#### [Problem to solve]
Collect the lines of the entries where "Make" shows up.

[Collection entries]
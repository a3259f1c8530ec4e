//! In-memory test adapters for the cluster access port
//!
//! Used by unit tests and by the integration tests under `tests/`.

use std::collections::HashMap;
use std::sync::Arc;
use std::sync::Mutex;

use async_trait::async_trait;
use chrono::DateTime;
use chrono::Utc;
use error_stack::Report;

use super::error::PodClientError;
use super::pod::PodSnapshot;
use super::traits::PodDeleter;
use super::traits::PodLister;
use super::traits::TimeSource;

type DeleteHook = Arc<dyn Fn(&str, &str) + Send + Sync>;

#[derive(Default)]
struct ClusterState {
    pods: Vec<PodSnapshot>,
    list_calls: Vec<(String, String)>,
    delete_calls: Vec<String>,
    list_error: Option<String>,
    delete_errors: HashMap<String, String>,
    missing: Vec<String>,
    on_delete: Option<DeleteHook>,
}

/// A fake cluster holding pods in memory.
///
/// Deleting removes the pod from the list. Clones share state.
#[derive(Clone, Default)]
pub struct InMemoryCluster {
    state: Arc<Mutex<ClusterState>>,
}

impl InMemoryCluster {
    pub fn new(pods: impl IntoIterator<Item = PodSnapshot>) -> Self {
        let cluster = Self::default();
        cluster.state.lock().unwrap().pods = pods.into_iter().collect();
        cluster
    }

    pub fn add_pod(&self, pod: PodSnapshot) {
        self.state.lock().unwrap().pods.push(pod);
    }

    /// Pods still present, in listing order
    pub fn pods(&self) -> Vec<PodSnapshot> {
        self.state.lock().unwrap().pods.clone()
    }

    pub fn pod_names(&self) -> Vec<String> {
        self.pods().into_iter().map(|p| p.name).collect()
    }

    /// `namespace/name` of every delete call, including failed ones
    pub fn delete_calls(&self) -> Vec<String> {
        self.state.lock().unwrap().delete_calls.clone()
    }

    /// `(namespace, selector)` of every list call
    pub fn list_calls(&self) -> Vec<(String, String)> {
        self.state.lock().unwrap().list_calls.clone()
    }

    /// Make every list call fail until cleared.
    pub fn fail_list(&self, message: impl Into<String>) {
        self.state.lock().unwrap().list_error = Some(message.into());
    }

    /// Make deleting `namespace/name` fail with an API error.
    pub fn fail_delete(&self, key: impl Into<String>, message: impl Into<String>) {
        self.state
            .lock()
            .unwrap()
            .delete_errors
            .insert(key.into(), message.into());
    }

    /// Keep `namespace/name` listed but answer deletes with not-found,
    /// as if the pod went away between list and delete.
    pub fn vanish_before_delete(&self, key: impl Into<String>) {
        self.state.lock().unwrap().missing.push(key.into());
    }

    /// Run `hook` with `(namespace, name)` on every delete call.
    pub fn on_delete(&self, hook: impl Fn(&str, &str) + Send + Sync + 'static) {
        self.state.lock().unwrap().on_delete = Some(Arc::new(hook));
    }
}

#[async_trait]
impl PodLister for InMemoryCluster {
    async fn list_pods(
        &self,
        namespace: &str,
        selector: &str,
    ) -> Result<Vec<PodSnapshot>, Report<PodClientError>> {
        let mut state = self.state.lock().unwrap();
        state
            .list_calls
            .push((namespace.to_string(), selector.to_string()));

        if let Some(message) = &state.list_error {
            return Err(Report::new(PodClientError::ListFailed {
                message: message.clone(),
            }));
        }

        Ok(state
            .pods
            .iter()
            .filter(|p| namespace.is_empty() || p.namespace == namespace)
            .cloned()
            .collect())
    }
}

#[async_trait]
impl PodDeleter for InMemoryCluster {
    async fn delete_pod(&self, namespace: &str, name: &str) -> Result<(), Report<PodClientError>> {
        let hook = {
            let mut state = self.state.lock().unwrap();
            state.delete_calls.push(format!("{namespace}/{name}"));
            state.on_delete.clone()
        };
        if let Some(hook) = hook {
            hook(namespace, name);
        }

        let mut state = self.state.lock().unwrap();
        let key = format!("{namespace}/{name}");
        if let Some(message) = state.delete_errors.get(&key) {
            return Err(Report::new(PodClientError::DeleteFailed {
                message: message.clone(),
            }));
        }
        if state.missing.contains(&key) {
            return Err(Report::new(PodClientError::NotFound));
        }

        let before = state.pods.len();
        state
            .pods
            .retain(|p| !(p.namespace == namespace && p.name == name));
        if state.pods.len() == before {
            return Err(Report::new(PodClientError::NotFound));
        }
        Ok(())
    }
}

/// Clock frozen at a single instant
#[derive(Debug, Clone, Copy)]
pub struct FixedClock(pub DateTime<Utc>);

impl TimeSource for FixedClock {
    fn now(&self) -> DateTime<Utc> {
        self.0
    }
}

#### [Solved exercise]
    /// Make every list call fail until cleared.
    /// Make deleting `namespace/name` fail with an API error.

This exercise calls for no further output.